Medical Malpractice Experts: The Lure of "The Guy"

When they feel strongly about their case, plaintiff and defense medical malpractice attorneys tend to shoot for the moon to get "the guy" to be their expert. But jurors in malpractice cases understand that doctors are generally pretty qualified. Relative degrees of qualification are less nuanced by a jury. But what they do appreciate is experts who are paid an obscene amount of money have a motivation to lie. Jurors also prefer a medical expert who is a good teacher that explains complex problems in a way they can understand. This is more important than a Harvard fellowship.

A related overreach many medical malpractice lawyers make when trying to get "the guy" is getting a subspecialist to render a malpractice opinion on generalist. For example, don't hold the general ortho to the world renowned foot and ankle guy. While there is clearly a floor that is the standard of care, jurors are going to be hesitant to hold every doctor to the standard of "the guy" in a subspecialty to a doctor who has a more general practice.

August 18, 2008

Filing Medical Malpractice Claims in Federal Court

One question you will here Maryland medical malpractice lawyers asking each other is do you need to file in health claims arbitration if the case if filed in federal court. It is a good question because it is a tough question whether under the Erie Doctrine, Maryland's health claims arbitration is "substantive" or "procedural."

While the analysis is tricky, the answer is clear. In Davison v. Sinai Hospital of Baltimore, Inc., 462 F. Supp. 778 (1978), the court found that District Court for the District of Maryland held that mandatory arbitration of Maryland medical malpractice lawsuits are a prerequisite to trial.

So if you have a federal medical malpractice case - usually a diversity case in a jurisdiction where you are not excited about the potential jurors - you still need to begin down the Maryland Health Claims Arbitration path.

August 17, 2008

Sample Medical Malpractice Lawsuits

Here are two sample medical malpractice lawsuits:

Sample Medical Malpractice Lawsuit #1

Sample Medical Malpractice Lawsuit #2

We provide these sample lawsuits as a guide to medicial malpractice lawyers in Maryland and around the country who are filing medical malpractice complaints.

August 11, 2008

Medical Malpractice Jurors: Can Maryland Lawyers Use New Technologies?

As the Internet is cluttered with personal information, there is increasing talk in legal journals about using blogs Facebook, MySpace, and other social networking Web sites, to learn more about potential jurors. The Internet provides such a rich resource of information about potential and even already seated jurors.
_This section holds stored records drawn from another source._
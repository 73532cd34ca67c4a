use crate::database::DbPool;
use crate::entities::{
    CompletionStatus, NotificationType, task_completion_entity as completions, user_entity as users,
    vip_level_entity as vip_levels,
};
use crate::error::{AppError, AppResult};
use crate::models::{VipLevelResponse, VipStatusResponse, VipUpgradeResponse};
use crate::services::{NotificationService, WalletService};
use chrono::Utc;
use sea_orm::{
    ActiveModelTrait, ColumnTrait, ConnectionTrait, EntityTrait,
    IntoActiveModel, PaginatorTrait, QueryFilter, QueryOrder, QuerySelect, Set, TransactionTrait,
};

/// Percent applied when a user's tier has no configuration row.
pub const DEFAULT_MULTIPLIER: i32 = 100;

pub fn multiplier_for(level: Option<&vip_levels::Model>) -> i32 {
    level
        .map(|l| l.task_reward_multiplier)
        .unwrap_or(DEFAULT_MULTIPLIER)
}

/// floor(base * multiplier / 100)
pub fn compute_task_reward(base: i64, multiplier: i32) -> i64 {
    (base * i64::from(multiplier)).div_euclid(100)
}

/// Highest tier above `current` whose task and earnings thresholds are
/// both met. Never returns a tier at or below `current`.
pub fn select_upgrade(
    levels: &[vip_levels::Model],
    current: i32,
    approved_tasks: i64,
    total_earned: i64,
) -> Option<&vip_levels::Model> {
    let mut sorted: Vec<&vip_levels::Model> = levels.iter().collect();
    sorted.sort_by_key(|l| l.level);

    let mut chosen = None;
    for level in sorted {
        if level.level > current && level.is_reached_by(approved_tasks, total_earned) {
            chosen = Some(level);
        }
    }
    chosen
}

#[derive(Clone)]
pub struct VipService {
    pool: DbPool,
}

impl VipService {
    pub fn new(pool: DbPool) -> Self {
        Self { pool }
    }

    pub async fn list_levels(&self) -> AppResult<Vec<VipLevelResponse>> {
        let rows = vip_levels::Entity::find()
            .order_by_asc(vip_levels::Column::Level)
            .all(&*self.pool)
            .await?;
        Ok(rows.into_iter().map(Into::into).collect())
    }

    pub async fn find_level_with<C: ConnectionTrait>(
        conn: &C,
        level: i32,
    ) -> AppResult<Option<vip_levels::Model>> {
        Ok(vip_levels::Entity::find()
            .filter(vip_levels::Column::Level.eq(level))
            .one(conn)
            .await?)
    }

    pub async fn approved_task_count<C: ConnectionTrait>(conn: &C, user_id: i64) -> AppResult<u64> {
        Ok(completions::Entity::find()
            .filter(completions::Column::UserId.eq(user_id))
            .filter(completions::Column::Status.eq(CompletionStatus::Approved))
            .count(conn)
            .await?)
    }

    pub async fn status(&self, user_id: i64) -> AppResult<VipStatusResponse> {
        let user = users::Entity::find_by_id(user_id)
            .one(&*self.pool)
            .await?
            .ok_or_else(|| AppError::NotFound("User not found".to_string()))?;
        let levels = vip_levels::Entity::find()
            .order_by_asc(vip_levels::Column::Level)
            .all(&*self.pool)
            .await?;
        let approved_tasks = Self::approved_task_count(&*self.pool, user_id).await?;
        let total_earned = WalletService::find_wallet_with(&*self.pool, user_id)
            .await?
            .map(|w| w.total_earned)
            .unwrap_or(0);

        let current = levels.iter().find(|l| l.level == user.vip_level).cloned();
        let next = levels.iter().find(|l| l.level > user.vip_level).cloned();
        Ok(VipStatusResponse {
            current: current.map(Into::into),
            next: next.map(Into::into),
            approved_tasks,
            total_earned,
        })
    }

    /// Re-evaluates the user's tier and persists an upgrade. Tiers only go up.
    ///
    /// The user row stays locked while counts are read, so a concurrent
    /// evaluation waits and then starts from the level written here.
    pub async fn check_upgrade(&self, user_id: i64) -> AppResult<VipUpgradeResponse> {
        let txn = self.pool.begin().await?;
        let user = users::Entity::find_by_id(user_id)
            .lock_exclusive()
            .one(&txn)
            .await?
            .ok_or_else(|| AppError::NotFound("User not found".to_string()))?;
        let levels = vip_levels::Entity::find().all(&txn).await?;
        let approved_tasks = Self::approved_task_count(&txn, user_id).await?;
        let total_earned = WalletService::find_wallet_with(&txn, user_id)
            .await?
            .map(|w| w.total_earned)
            .unwrap_or(0);

        let current = user.vip_level;
        let Some(target) =
            select_upgrade(&levels, current, approved_tasks as i64, total_earned).cloned()
        else {
            return Ok(VipUpgradeResponse {
                upgraded: false,
                vip_level: current,
            });
        };

        let mut am = user.into_active_model();
        am.vip_level = Set(target.level);
        am.updated_at = Set(Utc::now());
        am.update(&txn).await?;

        NotificationService::notify_with(
            &txn,
            user_id,
            NotificationType::VipUpgrade,
            "VIP upgrade",
            format!(
                "Congratulations! You are now {} (VIP {}). Task rewards are multiplied by {}%.",
                target.name, target.level, target.task_reward_multiplier
            ),
            Some("/vip"),
        )
        .await?;
        txn.commit().await?;
        log::info!(
            "VIP upgrade: user={user_id}, from={current}, to={}",
            target.level
        );

        Ok(VipUpgradeResponse {
            upgraded: true,
            vip_level: target.level,
        })
    }
}

#[cfg(test)]
mod tests {
    use super::*;
    use crate::database::IntoPool;
    use crate::entities::{UserRole, notification_entity as notifications, wallet_entity as wallets};
    use sea_orm::{DatabaseBackend, MockDatabase, Value};
    use std::collections::BTreeMap;

    fn tier(level: i32, min_tasks: i64, min_earnings: i64, multiplier: i32) -> vip_levels::Model {
        vip_levels::Model {
            id: i64::from(level) + 1,
            level,
            name: format!("Tier {level}"),
            min_tasks,
            min_earnings,
            task_reward_multiplier: multiplier,
            withdrawal_cooldown: 14,
            withdrawal_min_amount: 100,
            badge_image: None,
            benefits: None,
            created_at: Utc::now(),
        }
    }

    fn default_tiers() -> Vec<vip_levels::Model> {
        vec![
            tier(0, 0, 0, 100),
            tier(1, 10, 500, 110),
            tier(2, 50, 2500, 125),
            tier(3, 150, 7500, 150),
            tier(4, 300, 15000, 175),
            tier(5, 500, 25000, 200),
        ]
    }

    #[test]
    fn test_reward_is_floored() {
        assert_eq!(compute_task_reward(20, 100), 20);
        assert_eq!(compute_task_reward(20, 125), 25);
        assert_eq!(compute_task_reward(15, 110), 16); // 16.5
        assert_eq!(compute_task_reward(33, 175), 57); // 57.75
    }

    #[test]
    fn test_missing_tier_uses_default_multiplier() {
        assert_eq!(multiplier_for(None), 100);
        let gold = tier(3, 150, 7500, 150);
        assert_eq!(multiplier_for(Some(&gold)), 150);
    }

    #[test]
    fn test_twelve_tasks_and_600_earned_reach_bronze_only() {
        let tiers = default_tiers();
        let target = select_upgrade(&tiers, 0, 12, 600).unwrap();
        assert_eq!(target.level, 1);
    }

    #[test]
    fn test_both_thresholds_are_required() {
        let tiers = default_tiers();
        assert!(select_upgrade(&tiers, 0, 12, 499).is_none());
        assert!(select_upgrade(&tiers, 0, 9, 600).is_none());
    }

    #[test]
    fn test_upgrade_skips_to_highest_reached_tier() {
        let mut tiers = default_tiers();
        tiers.reverse();
        let target = select_upgrade(&tiers, 0, 160, 8000).unwrap();
        assert_eq!(target.level, 3);
    }

    #[test]
    fn test_never_downgrades() {
        let tiers = default_tiers();
        assert!(select_upgrade(&tiers, 4, 12, 600).is_none());
        assert!(select_upgrade(&tiers, 5, 1000, 100000).is_none());
    }

    fn user(vip_level: i32) -> users::Model {
        users::Model {
            id: 7,
            open_id: "open-7".to_string(),
            name: None,
            email: None,
            phone: None,
            phone_verified: false,
            login_method: None,
            role: UserRole::User,
            vip_level,
            profile_image: None,
            referral_code: None,
            referred_by: None,
            two_factor_enabled: false,
            daily_login_streak: 0,
            last_login_date: None,
            is_active: true,
            is_suspended: false,
            created_at: Utc::now(),
            updated_at: Utc::now(),
            last_signed_in: Utc::now(),
        }
    }

    fn wallet(total_earned: i64) -> wallets::Model {
        wallets::Model {
            id: 1,
            user_id: 7,
            balance: total_earned,
            total_earned,
            total_withdrawn: 0,
            total_spent: 0,
            last_withdrawal_date: None,
            created_at: Utc::now(),
            updated_at: Utc::now(),
        }
    }

    fn count(n: i64) -> BTreeMap<&'static str, Value> {
        BTreeMap::from([("num_items", Value::BigInt(Some(n)))])
    }

    #[tokio::test]
    async fn test_stale_counts_keep_the_locked_level() {
        // Another evaluation already moved the user to Silver.
        let db = MockDatabase::new(DatabaseBackend::Postgres)
            .append_query_results([vec![user(2)]])
            .append_query_results([default_tiers()])
            .append_query_results([vec![count(12)]])
            .append_query_results([vec![wallet(600)]])
            .into_pool();

        let result = VipService::new(db).check_upgrade(7).await.unwrap();
        assert!(!result.upgraded);
        assert_eq!(result.vip_level, 2);
    }

    #[tokio::test]
    async fn test_upgrade_is_written_with_notification() {
        let notification = notifications::Model {
            id: 1,
            user_id: 7,
            notification_type: NotificationType::VipUpgrade,
            title: "VIP upgrade".to_string(),
            message: String::new(),
            is_read: false,
            action_url: Some("/vip".to_string()),
            created_at: Utc::now(),
        };
        let db = MockDatabase::new(DatabaseBackend::Postgres)
            .append_query_results([vec![user(0)]])
            .append_query_results([default_tiers()])
            .append_query_results([vec![count(12)]])
            .append_query_results([vec![wallet(600)]])
            .append_query_results([vec![user(1)]])
            .append_query_results([vec![notification]])
            .into_pool();

        let result = VipService::new(db).check_upgrade(7).await.unwrap();
        assert!(result.upgraded);
        assert_eq!(result.vip_level, 1);
    }
}
use serde::Serialize;
use utoipa::ToSchema;

use crate::entities::vip_level_entity;

#[derive(Debug, Clone, Serialize, ToSchema)]
pub struct VipLevelResponse {
    pub level: i32,
    pub name: String,
    pub min_tasks: i64,
    pub min_earnings: i64,
    /// Percent, 100 = 1x
    pub task_reward_multiplier: i32,
    pub withdrawal_cooldown: i32,
    pub withdrawal_min_amount: i64,
    pub badge_image: Option<String>,
    pub benefits: Vec<String>,
}

impl From<vip_level_entity::Model> for VipLevelResponse {
    fn from(m: vip_level_entity::Model) -> Self {
        // Stored as a JSON array; unreadable content shows as no benefits
        let benefits = m
            .benefits
            .as_deref()
            .and_then(|raw| serde_json::from_str::<Vec<String>>(raw).ok())
            .unwrap_or_default();
        VipLevelResponse {
            level: m.level,
            name: m.name,
            min_tasks: m.min_tasks,
            min_earnings: m.min_earnings,
            task_reward_multiplier: m.task_reward_multiplier,
            withdrawal_cooldown: m.withdrawal_cooldown,
            withdrawal_min_amount: m.withdrawal_min_amount,
            badge_image: m.badge_image,
            benefits,
        }
    }
}

#[derive(Debug, Serialize, ToSchema)]
pub struct VipStatusResponse {
    pub current: Option<VipLevelResponse>,
    pub next: Option<VipLevelResponse>,
    pub approved_tasks: u64,
    pub total_earned: i64,
}

#[derive(Debug, Serialize, ToSchema)]
pub struct VipUpgradeResponse {
    pub upgraded: bool,
    pub vip_level: i32,
}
The problem in Maryland medical malpractice lawyers using this kind of resource is that it is very difficult logistically. Once the jury walks into the room, your computer is facing the jurors. There really is not time under Maryland quick voir dire selection to pass the jurors information along. Once a jury is already seated, I think it is real hard to find information about that juror to tailor your opening or closing statements around a particularly juror.